The Best of SoWN Pt. 1: Games as Art
Posted on Monday, September 24 @ 08:30:00 PST by Heath_Hindman
Sense of Wonder Night is an awesome event that happens after the second day of the Tokyo Game Show, and gives independent developers a chance to get their games noticed by big media outlets and other developers. With so much of the industry focused purely on profits, the indie scene can at times be a treasure trove of innovation and inspiration. I've never been disappointed with my decision to attend Sense of Wonder Night, and now it's my pleasure to introduce to you the awesome things I saw.
I'll break this up into three categories over as many updates. First, we'll talk about the entries that fall under "Games as Art", as defined by, well, my gut. Click the title to visit the game's official website or closest equivalent. You can also watch the full presentation at the bottom of the page, courtesy of Ustream.

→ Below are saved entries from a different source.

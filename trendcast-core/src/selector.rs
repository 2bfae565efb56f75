//! Series selector: turns a selection directive into concrete series.
//!
//! A directive is one of four modes:
//! - `Explicit`: the caller names the groups
//! - `AggregateAll`: one synthetic series, the per-period mean across all rows
//! - `TopN` / `BottomN`: the groups ranked highest / lowest at a ranking period
//!
//! Ranking is a stable sort, so ties keep dataset row order.

use std::collections::{BTreeMap, HashSet};

use log::debug;
use serde::{Deserialize, Serialize};

use crate::domain::{Dataset, Observation, Series, SeriesName};
use crate::error::TrendError;

/// How the caller wants series resolved.
#[derive(Debug, Clone, PartialEq, Eq, Serialize, Deserialize)]
#[serde(tag = "mode", content = "arg", rename_all = "snake_case")]
pub enum SelectionMode {
    Explicit(Vec<SeriesName>),
    AggregateAll,
    TopN(usize),
    BottomN(usize),
}

/// Which dataset columns the selector reads, plus the aggregate series name.
#[derive(Debug, Clone, PartialEq, Eq, Serialize, Deserialize)]
pub struct SelectorColumns {
    pub group_column: String,
    pub value_column: String,
    pub aggregate_label: String,
}

impl SelectorColumns {
    pub fn new(
        group_column: impl Into<String>,
        value_column: impl Into<String>,
        aggregate_label: impl Into<String>,
    ) -> Self {
        Self {
            group_column: group_column.into(),
            value_column: value_column.into(),
            aggregate_label: aggregate_label.into(),
        }
    }
}

/// Resolve `mode` against `dataset` into an ordered list of series.
///
/// `ranking_period` only matters for `TopN`/`BottomN` and defaults to the
/// latest period in the dataset. Fails with [`TrendError::EmptySelection`]
/// when no series name is resolved.
pub fn resolve(
    dataset: &Dataset,
    columns: &SelectorColumns,
    mode: &SelectionMode,
    ranking_period: Option<i32>,
) -> Result<Vec<Series>, TrendError> {
    let names = match mode {
        SelectionMode::Explicit(names) => dedup_in_order(names.iter().cloned()),
        SelectionMode::AggregateAll => {
            return aggregate_all(dataset, columns).map(|series| vec![series]);
        }
        SelectionMode::TopN(k) => ranked_groups(dataset, columns, *k, ranking_period, Rank::Top),
        SelectionMode::BottomN(k) => {
            ranked_groups(dataset, columns, *k, ranking_period, Rank::Bottom)
        }
    };

    if names.is_empty() {
        return Err(TrendError::EmptySelection);
    }
    debug!("selection resolved to {} series: {:?}", names.len(), names);

    Ok(names
        .iter()
        .map(|name| series_for(dataset, columns, name))
        .collect())
}

/// Every group in the dataset as a series, in first-appearance order.
pub fn all_groups(dataset: &Dataset, columns: &SelectorColumns) -> Vec<Series> {
    dataset
        .groups(&columns.group_column)
        .iter()
        .map(|name| series_for(dataset, columns, name))
        .collect()
}

/// The series of one group. A group without rows yields an empty series.
pub fn series_for(dataset: &Dataset, columns: &SelectorColumns, name: &str) -> Series {
    let observations = dataset
        .rows()
        .iter()
        .filter(|row| row.label(&columns.group_column) == Some(name))
        .filter_map(|row| {
            row.value(&columns.value_column)
                .map(|value| Observation::new(row.period, value))
        })
        .collect();
    Series::new(name, observations)
}

/// Per-period mean of the value column across every row, regardless of group.
pub fn aggregate_all(dataset: &Dataset, columns: &SelectorColumns) -> Result<Series, TrendError> {
    let mut sums: BTreeMap<i32, (f64, usize)> = BTreeMap::new();
    for row in dataset.rows() {
        if let Some(value) = row.value(&columns.value_column) {
            let entry = sums.entry(row.period).or_insert((0.0, 0));
            entry.0 += value;
            entry.1 += 1;
        }
    }

    if sums.is_empty() {
        return Err(TrendError::EmptySelection);
    }

    let observations = sums
        .into_iter()
        .map(|(period, (sum, count))| Observation::new(period, sum / count as f64))
        .collect();
    Ok(Series::new(columns.aggregate_label.clone(), observations))
}

#[derive(Debug, Clone, Copy, PartialEq, Eq)]
enum Rank {
    Top,
    Bottom,
}

fn ranked_groups(
    dataset: &Dataset,
    columns: &SelectorColumns,
    k: usize,
    ranking_period: Option<i32>,
    rank: Rank,
) -> Vec<SeriesName> {
    let Some(period) = ranking_period.or_else(|| dataset.latest_period()) else {
        return Vec::new();
    };

    let mut candidates: Vec<(&str, f64)> = dataset
        .rows_at(period)
        .filter_map(|row| {
            let label = row.label(&columns.group_column)?;
            let value = row.value(&columns.value_column)?;
            Some((label, value))
        })
        .collect();

    // sort_by is stable: equal values keep row order
    match rank {
        Rank::Top => candidates.sort_by(|a, b| b.1.total_cmp(&a.1)),
        Rank::Bottom => candidates.sort_by(|a, b| a.1.total_cmp(&b.1)),
    }

    let mut names = dedup_in_order(candidates.into_iter().map(|(label, _)| label.to_string()));
    names.truncate(k);
    names
}

fn dedup_in_order(names: impl Iterator<Item = String>) -> Vec<String> {
    let mut seen = HashSet::new();
    names.filter(|name| seen.insert(name.clone())).collect()
}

Memory of a Broken Dimension
The presenter typed in commands via the old-style computer command prompt, and the system would take him to various dark and quite frankly scary-looking places. Floating around the stages were pieces of data, which had to be viewed at a certain angle in order to become objects such as ramps. The game seemed to be divided into two parts: entering some DOS-like code in the command prompts, and then navigating these black and white areas. It was inspired by his childhood, growing up and fixing computers, and the game explores the feeling of doing so.
There was nothing to really be scared of in these environments, though. I also wasn't clear on how exactly he was playing. He was either really short on time (his presentation was next to last) or not very good at strutting his stuff. His game looked cool, but I wasn't quite understanding how I would play it, despite my wanting to. Well, the potential for some crazy puzzles and mind-bending gameplay is there, though, and Memory of a Broken Dimension is one piece of indie software to keep your eye on.
Tengami looks like a fantastic iPad game to play with your kids, when it's finished next summer. It puts the player in the role of a character in a pop-up book whose story is set in ancient Japan. It's billed as an adventure game, though the presentation focused more on the atmosphere. Near the end of the demonstration, the team's character was solving a small puzzle to get a key and open a gate, suggesting that there will be more to it than just a story and pop-ups.
The attraction of Tengami is its beautiful artwork, serene setting, and interesting electronic recreation of a pop-up storybook. An interesting note that the team made was that every single level and structure in Tengami can be made as a papercraft or pop-up book in real life, using only paper, scissors, and glue. It would take a buttload of work, but it's cool to know that making a book in an exact replica of this story/game is possible. Watch for it.
This is an iOS game with a political message behind all the weirdness and intentionally gross imagery. You could tell they were trying to educate with their game by the fact that they kept mixing homeless statistics in with the description of their game. They were dressed as bums and kind of dancing around celebrating the "sweet life" of being homeless, all while interrupting themselves to drop stats like "There are 50,000 homeless people in Kiev, hey hey!"
Your objective is to dumpster dive, using the touchscreen to swipe garbage out of your way as you dig for food and clothing. Occasionally you'll have to "crush the resistance" by fighting off other bums and "defeat the evil police" to try to give you heck for trying to survive.
To the team I say, "mission accomplished", because I of course went home and Googled "homeless Kiev", and wow, do I feel like a total jerk for having a house. Tangential learning for the win... and loss.
Thanks for reading, and look forward to parts two and three, in which I'll talk about the games that are just good old fashioned fun to play, and games that break into new territory technologically. We saw some crazy stuff that night, and I can't wait to share...though I must, because my time to write all of it is finite. Perhaps a new app next year will fix that.